**INFORMATION SUPPLIED**
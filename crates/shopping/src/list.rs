use eatsoon_shared::{MissingIngredient, Quantity};
use serde::{Deserialize, Serialize};
use ulid::Ulid;

pub const DEFAULT_UNIT: &str = "개";

#[derive(Debug, thiserror::Error)]
pub enum ShoppingListError {
    #[error("shopping list item not found: {0}")]
    ItemNotFound(String),
}

#[derive(Debug, Clone, PartialEq, Serialize, Deserialize)]
#[serde(rename_all = "camelCase")]
pub struct ShoppingItem {
    pub id: String,
    pub name: String,
    pub quantity: Quantity,
    #[serde(default)]
    pub unit: String,
    #[serde(default)]
    pub checked: bool,
    #[serde(default)]
    pub from_recipe_id: Option<String>,
}

impl ShoppingItem {
    fn same_line(&self, name: &str, unit: &str) -> bool {
        !self.checked
            && self.name.trim().to_lowercase() == name.to_lowercase()
            && self.unit.trim() == unit
    }
}

/// Counts reported by [`ShoppingList::add_missing`].
#[derive(Debug, Clone, Copy, Default, PartialEq, Eq, Serialize)]
pub struct MergeOutcome {
    pub added: usize,
    pub merged: usize,
}

/// User shopping list
///
/// Items keep insertion order. Checked items are never merged into, so
/// ticking something off and adding it again starts a fresh line.
#[derive(Debug, Clone, Default, PartialEq, Serialize, Deserialize)]
#[serde(transparent)]
pub struct ShoppingList {
    items: Vec<ShoppingItem>,
}

impl ShoppingList {
    pub fn new() -> Self {
        Self::default()
    }

    pub fn items(&self) -> &[ShoppingItem] {
        &self.items
    }

    pub fn get(&self, id: &str) -> Option<&ShoppingItem> {
        self.items.iter().find(|item| item.id == id)
    }

    pub fn len(&self) -> usize {
        self.items.len()
    }

    pub fn is_empty(&self) -> bool {
        self.items.is_empty()
    }

    /// Adds a manual entry and returns its id. Quantity defaults to 1, unit to "개".
    pub fn add_item(
        &mut self,
        name: &str,
        quantity: Option<Quantity>,
        unit: Option<&str>,
    ) -> String {
        self.push(
            name.trim(),
            quantity.unwrap_or_else(Quantity::one),
            unit.unwrap_or(DEFAULT_UNIT).trim(),
            None,
        )
    }

    /// Flips the checked state and returns the new value.
    pub fn toggle(&mut self, id: &str) -> Result<bool, ShoppingListError> {
        let item = self.get_mut(id)?;
        item.checked = !item.checked;

        Ok(item.checked)
    }

    pub fn mark_all_checked(&mut self) {
        for item in self.items.iter_mut() {
            item.checked = true;
        }
    }

    /// Drops every checked item and returns how many were removed.
    pub fn remove_checked(&mut self) -> usize {
        let before = self.items.len();
        self.items.retain(|item| !item.checked);

        before - self.items.len()
    }

    pub fn remove(&mut self, id: &str) -> Result<ShoppingItem, ShoppingListError> {
        let position = self
            .items
            .iter()
            .position(|item| item.id == id)
            .ok_or_else(|| ShoppingListError::ItemNotFound(id.to_owned()))?;

        Ok(self.items.remove(position))
    }

    /// Puts a recipe's missing ingredients on the list.
    ///
    /// An unchecked line with the same name (case-insensitive) and unit gets
    /// its quantity increased, as long as both quantities are amounts ("200g"
    /// and "조금" are not). Anything else becomes a new line tagged with the
    /// recipe id.
    pub fn add_missing(&mut self, missing: &[MissingIngredient], recipe_id: &str) -> MergeOutcome {
        let mut outcome = MergeOutcome::default();

        for ingredient in missing {
            let name = ingredient.name.trim();
            let unit = ingredient.unit.as_deref().unwrap_or_default().trim();

            let target = self.items.iter_mut().find_map(|item| {
                if !item.same_line(name, unit) {
                    return None;
                }
                let sum = item.quantity.checked_add(&ingredient.quantity)?;
                Some((item, sum))
            });

            match target {
                Some((item, sum)) => {
                    item.quantity = sum;
                    outcome.merged += 1;
                }
                None => {
                    self.push(name, ingredient.quantity.clone(), unit, Some(recipe_id));
                    outcome.added += 1;
                }
            }
        }

        tracing::debug!(
            recipe_id,
            added = outcome.added,
            merged = outcome.merged,
            "missing ingredients added to shopping list"
        );

        outcome
    }

    fn get_mut(&mut self, id: &str) -> Result<&mut ShoppingItem, ShoppingListError> {
        self.items
            .iter_mut()
            .find(|item| item.id == id)
            .ok_or_else(|| ShoppingListError::ItemNotFound(id.to_owned()))
    }

    fn push(
        &mut self,
        name: &str,
        quantity: Quantity,
        unit: &str,
        recipe_id: Option<&str>,
    ) -> String {
        let id = Ulid::new().to_string();

        self.items.push(ShoppingItem {
            id: id.clone(),
            name: name.to_owned(),
            quantity,
            unit: unit.to_owned(),
            checked: false,
            from_recipe_id: recipe_id.filter(|id| !id.is_empty()).map(str::to_owned),
        });

        id
    }
}

#[cfg(test)]
mod tests {
    use super::*;

    #[test]
    fn test_add_item_defaults() {
        let mut list = ShoppingList::new();
        let id = list.add_item("  우유 ", None, None);

        let item = list.get(&id).unwrap();
        assert_eq!(item.name, "우유");
        assert_eq!(item.quantity, Quantity::one());
        assert_eq!(item.unit, "개");
        assert!(!item.checked);
        assert_eq!(item.from_recipe_id, None);
    }

    #[test]
    fn test_toggle_and_remove_checked() {
        let mut list = ShoppingList::new();
        let milk = list.add_item("우유", Some(Quantity::from(2.0)), Some("팩"));
        let eggs = list.add_item("계란", Some(Quantity::from(10.0)), None);

        assert!(list.toggle(&milk).unwrap());
        assert!(!list.toggle(&milk).unwrap());
        assert!(list.toggle(&milk).unwrap());

        assert_eq!(list.remove_checked(), 1);
        assert_eq!(list.len(), 1);
        assert_eq!(list.items()[0].id, eggs);
    }

    #[test]
    fn test_unknown_id() {
        let mut list = ShoppingList::new();

        assert!(matches!(
            list.toggle("nope"),
            Err(ShoppingListError::ItemNotFound(id)) if id == "nope"
        ));
        assert!(list.remove("nope").is_err());
    }

    #[test]
    fn test_mark_all_checked() {
        let mut list = ShoppingList::new();
        list.add_item("우유", None, None);
        list.add_item("계란", None, None);

        list.mark_all_checked();
        assert!(list.items().iter().all(|item| item.checked));
        assert_eq!(list.remove_checked(), 2);
        assert!(list.is_empty());
    }

    #[test]
    fn test_serialized_as_array() {
        let mut list = ShoppingList::new();
        list.add_item("우유", None, None);

        let json = serde_json::to_value(&list).unwrap();
        assert_eq!(json[0]["name"], "우유");
        assert_eq!(json[0]["fromRecipeId"], serde_json::Value::Null);

        let back: ShoppingList = serde_json::from_value(json).unwrap();
        assert_eq!(back, list);
    }

    #[test]
    fn test_written_quantity_is_stored() {
        let mut list = ShoppingList::new();
        list.add_item("돼지고기", Some("200g".into()), Some(""));

        let json = serde_json::to_value(&list).unwrap();
        assert_eq!(json[0]["quantity"], "200g");
    }
}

**TASK INSTRUCTIONS**
Copy each line above exactly as it stands.

**WRITTEN ANSWER**
filename crates/shopping/src/list.rs
use eatsoon_shared::{MissingIngredient, Quantity};
use serde::{Deserialize, Serialize};
use ulid::Ulid;

pub const DEFAULT_UNIT: &str = "개";

#[derive(Debug, thiserror::Error)]
pub enum ShoppingListError {
    #[error("shopping list item not found: {0}")]
    ItemNotFound(String),
}

#[derive(Debug, Clone, PartialEq, Serialize, Deserialize)]
#[serde(rename_all = "camelCase")]
pub struct ShoppingItem {
    pub id: String,
    pub name: String,
    pub quantity: Quantity,
    #[serde(default)]
    pub unit: String,
    #[serde(default)]
    pub checked: bool,
    #[serde(default)]
    pub from_recipe_id: Option<String>,
}

impl ShoppingItem {
    fn same_line(&self, name: &str, unit: &str) -> bool {
        !self.checked
            && self.name.trim().to_lowercase() == name.to_lowercase()
            && self.unit.trim() == unit
    }
}

/// Counts reported by [`ShoppingList::add_missing`].
#[derive(Debug, Clone, Copy, Default, PartialEq, Eq, Serialize)]
pub struct MergeOutcome {
    pub added: usize,
    pub merged: usize,
}

/// User shopping list
///
/// Items keep insertion order. Checked items are never merged into, so
/// ticking something off and adding it again starts a fresh line.
#[derive(Debug, Clone, Default, PartialEq, Serialize, Deserialize)]
#[serde(transparent)]
pub struct ShoppingList {
    items: Vec<ShoppingItem>,
}

impl ShoppingList {
    pub fn new() -> Self {
        Self::default()
    }

    pub fn items(&self) -> &[ShoppingItem] {
        &self.items
    }

    pub fn get(&self, id: &str) -> Option<&ShoppingItem> {
        self.items.iter().find(|item| item.id == id)
    }

    pub fn len(&self) -> usize {
        self.items.len()
    }

    pub fn is_empty(&self) -> bool {
        self.items.is_empty()
    }

    /// Adds a manual entry and returns its id. Quantity defaults to 1, unit to "개".
    pub fn add_item(
        &mut self,
        name: &str,
        quantity: Option<Quantity>,
        unit: Option<&str>,
    ) -> String {
        self.push(
            name.trim(),
            quantity.unwrap_or_else(Quantity::one),
            unit.unwrap_or(DEFAULT_UNIT).trim(),
            None,
        )
    }

    /// Flips the checked state and returns the new value.
    pub fn toggle(&mut self, id: &str) -> Result<bool, ShoppingListError> {
        let item = self.get_mut(id)?;
        item.checked = !item.checked;

        Ok(item.checked)
    }

    pub fn mark_all_checked(&mut self) {
        for item in self.items.iter_mut() {
            item.checked = true;
        }
    }

    /// Drops every checked item and returns how many were removed.
    pub fn remove_checked(&mut self) -> usize {
        let before = self.items.len();
        self.items.retain(|item| !item.checked);

        before - self.items.len()
    }

    pub fn remove(&mut self, id: &str) -> Result<ShoppingItem, ShoppingListError> {
        let position = self
            .items
            .iter()
            .position(|item| item.id == id)
            .ok_or_else(|| ShoppingListError::ItemNotFound(id.to_owned()))?;

        Ok(self.items.remove(position))
    }

    /// Puts a recipe's missing ingredients on the list.
    ///
    /// An unchecked line with the same name (case-insensitive) and unit gets
    /// its quantity increased, as long as both quantities are amounts ("200g"
    /// and "조금" are not). Anything else becomes a new line tagged with the
    /// recipe id.
    pub fn add_missing(&mut self, missing: &[MissingIngredient], recipe_id: &str) -> MergeOutcome {
        let mut outcome = MergeOutcome::default();

        for ingredient in missing {
            let name = ingredient.name.trim();
            let unit = ingredient.unit.as_deref().unwrap_or_default().trim();

            let target = self.items.iter_mut().find_map(|item| {
                if !item.same_line(name, unit) {
                    return None;
                }
                let sum = item.quantity.checked_add(&ingredient.quantity)?;
                Some((item, sum))
            });

            match target {
                Some((item, sum)) => {
                    item.quantity = sum;
                    outcome.merged += 1;
                }
                None => {
                    self.push(name, ingredient.quantity.clone(), unit, Some(recipe_id));
                    outcome.added += 1;
                }
            }
        }

        tracing::debug!(
            recipe_id,
            added = outcome.added,
            merged = outcome.merged,
            "missing ingredients added to shopping list"
        );

        outcome
    }

    fn get_mut(&mut self, id: &str) -> Result<&mut ShoppingItem, ShoppingListError> {
        self.items
            .iter_mut()
            .find(|item| item.id == id)
            .ok_or_else(|| ShoppingListError::ItemNotFound(id.to_owned()))
    }

    fn push(
        &mut self,
        name: &str,
        quantity: Quantity,
        unit: &str,
        recipe_id: Option<&str>,
    ) -> String {
        let id = Ulid::new().to_string();

        self.items.push(ShoppingItem {
            id: id.clone(),
            name: name.to_owned(),
            quantity,
            unit: unit.to_owned(),
            checked: false,
            from_recipe_id: recipe_id.filter(|id| !id.is_empty()).map(str::to_owned),
        });

        id
    }
}

#[cfg(test)]
mod tests {
    use super::*;

    #[test]
    fn test_add_item_defaults() {
        let mut list = ShoppingList::new();
        let id = list.add_item("  우유 ", None, None);

        let item = list.get(&id).unwrap();
        assert_eq!(item.name, "우유");
        assert_eq!(item.quantity, Quantity::one());
        assert_eq!(item.unit, "개");
        assert!(!item.checked);
        assert_eq!(item.from_recipe_id, None);
    }

    #[test]
    fn test_toggle_and_remove_checked() {
        let mut list = ShoppingList::new();
        let milk = list.add_item("우유", Some(Quantity::from(2.0)), Some("팩"));
        let eggs = list.add_item("계란", Some(Quantity::from(10.0)), None);

        assert!(list.toggle(&milk).unwrap());
        assert!(!list.toggle(&milk).unwrap());
        assert!(list.toggle(&milk).unwrap());

        assert_eq!(list.remove_checked(), 1);
        assert_eq!(list.len(), 1);
        assert_eq!(list.items()[0].id, eggs);
    }

    #[test]
    fn test_unknown_id() {
        let mut list = ShoppingList::new();

        assert!(matches!(
            list.toggle("nope"),
            Err(ShoppingListError::ItemNotFound(id)) if id == "nope"
        ));
        assert!(list.remove("nope").is_err());
    }

    #[test]
    fn test_mark_all_checked() {
        let mut list = ShoppingList::new();
        list.add_item("우유", None, None);
        list.add_item("계란", None, None);

        list.mark_all_checked();
        assert!(list.items().iter().all(|item| item.checked));
        assert_eq!(list.remove_checked(), 2);
        assert!(list.is_empty());
    }

    #[test]
    fn test_serialized_as_array() {
        let mut list = ShoppingList::new();
        list.add_item("우유", None, None);

        let json = serde_json::to_value(&list).unwrap();
        assert_eq!(json[0]["name"], "우유");
        assert_eq!(json[0]["fromRecipeId"], serde_json::Value::Null);

        let back: ShoppingList = serde_json::from_value(json).unwrap();
        assert_eq!(back, list);
    }

    #[test]
    fn test_written_quantity_is_stored() {
        let mut list = ShoppingList::new();
        list.add_item("돼지고기", Some("200g".into()), Some(""));

        let json = serde_json::to_value(&list).unwrap();
        assert_eq!(json[0]["quantity"], "200g");
    }
}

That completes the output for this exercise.